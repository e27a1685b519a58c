//! taa-admin - 缓存检查工具

use std::process::ExitCode;
use std::time::Duration;

use clap::{Parser, Subcommand};
use secrecy::ExposeSecret;
use taa_bootstrap::{connect_redis, connect_store};
use taa_common::Identity;
use taa_config::{AppConfig, StoreLocation};
use taa_ports::CacheStore;
use target_access::admin::CacheStats;
use target_access::api::QUERY_KEY_HEADER;

/// Inspect and manage the target access cache
#[derive(Parser, Debug)]
#[command(author, version, about, long_about = None)]
struct Cli {
    /// Directory containing default.toml
    #[arg(long, env = "TAA_CONFIG_DIR", default_value = "config")]
    config_dir: String,

    #[command(subcommand)]
    command: Command,
}

#[derive(Subcommand, Debug)]
enum Command {
    /// Print the cached target access strings for a user
    Tas { username: String },
    /// Remove the cached entry for a user
    Clear { username: String },
    /// Print cache backend, ping and query statistics
    Stats,
    /// Query the running service for a user
    Get {
        username: String,
        /// Base URL of the service
        #[arg(long, default_value = "http://localhost:8080")]
        url: String,
    },
}

#[tokio::main]
async fn main() -> ExitCode {
    let cli = Cli::parse();
    match run(cli).await {
        Ok(()) => ExitCode::SUCCESS,
        Err(e) => {
            eprintln!("ERROR: {}", e);
            ExitCode::FAILURE
        }
    }
}

async fn run(cli: Cli) -> Result<(), Box<dyn std::error::Error>> {
    let config = AppConfig::load(&cli.config_dir)?;

    match cli.command {
        Command::Tas { username } => {
            let identity = parse_username(&username)?;
            let store = connect_store(&config.store).await?;
            let tas = store
                .get(identity.value_key())
                .await
                .and_then(|value| value.into_token_set())
                .unwrap_or_default();
            let collected = store
                .get(&identity.timestamp_key())
                .await
                .and_then(|value| value.as_instant())
                .map(|at| at.to_rfc3339())
                .unwrap_or_else(|| "Nothing collected".to_string());

            println!("  Username: '{}' ({})", identity, identity.value_key());
            println!(" Collected: {}", collected);
            println!("No. of TAS: {}", tas.len());
            if !tas.is_empty() {
                println!("   TAS Set:");
                println!("{}", tas.to_vec().join(", "));
            }
        }
        Command::Clear { username } => {
            let identity = parse_username(&username)?;
            let store = connect_store(&config.store).await?;
            if store.delete(identity.value_key()).await {
                println!("Cleared '{}'", identity);
            } else {
                println!("Nothing cached for '{}'", identity);
            }
        }
        Command::Stats => {
            let StoreLocation::Redis(url) = config.store.location() else {
                return Err("stats requires a shared Redis store".into());
            };
            let store = connect_redis(&config.store, &url).await?;
            if let Some(info) = store.server_info().await {
                let mut lines: Vec<&str> = info
                    .lines()
                    .filter(|line| line.contains(':') && !line.starts_with('#'))
                    .collect();
                lines.sort_unstable();
                for line in lines {
                    println!("{}", line.replacen(':', "=", 1));
                }
            }
            println!("---");
            println!("{}", CacheStats::collect(&store).await);
        }
        Command::Get { username, url } => {
            let identity = parse_username(&username)?;
            let client = reqwest::Client::builder()
                .timeout(Duration::from_secs(4))
                .build()?;
            let mut request = client.get(format!(
                "{}/target-access/{}",
                url.trim_end_matches('/'),
                identity.value_key()
            ));
            if let Some(key) = &config.query_key {
                request = request.header(QUERY_KEY_HEADER, key.expose_secret().as_str());
            }
            let response = request.send().await?;
            let status = response.status();
            let body = response.text().await?;
            if !status.is_success() {
                return Err(format!("Failed get request ({}) '{}'", status, body).into());
            }
            println!("{}", body);
        }
    }
    Ok(())
}

fn parse_username(username: &str) -> Result<Identity, String> {
    Identity::parse(username).map_err(|e| format!("\"{}\" is not a valid username: {}", username, e))
}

WHAT THE TASK ASKS >> Find the string "StoreLocation" in the material above. Then copy each line that has it.

ANSWER SPACE >>
use taa_config::{AppConfig, StoreLocation};
            let StoreLocation::Redis(url) = config.store.location() else {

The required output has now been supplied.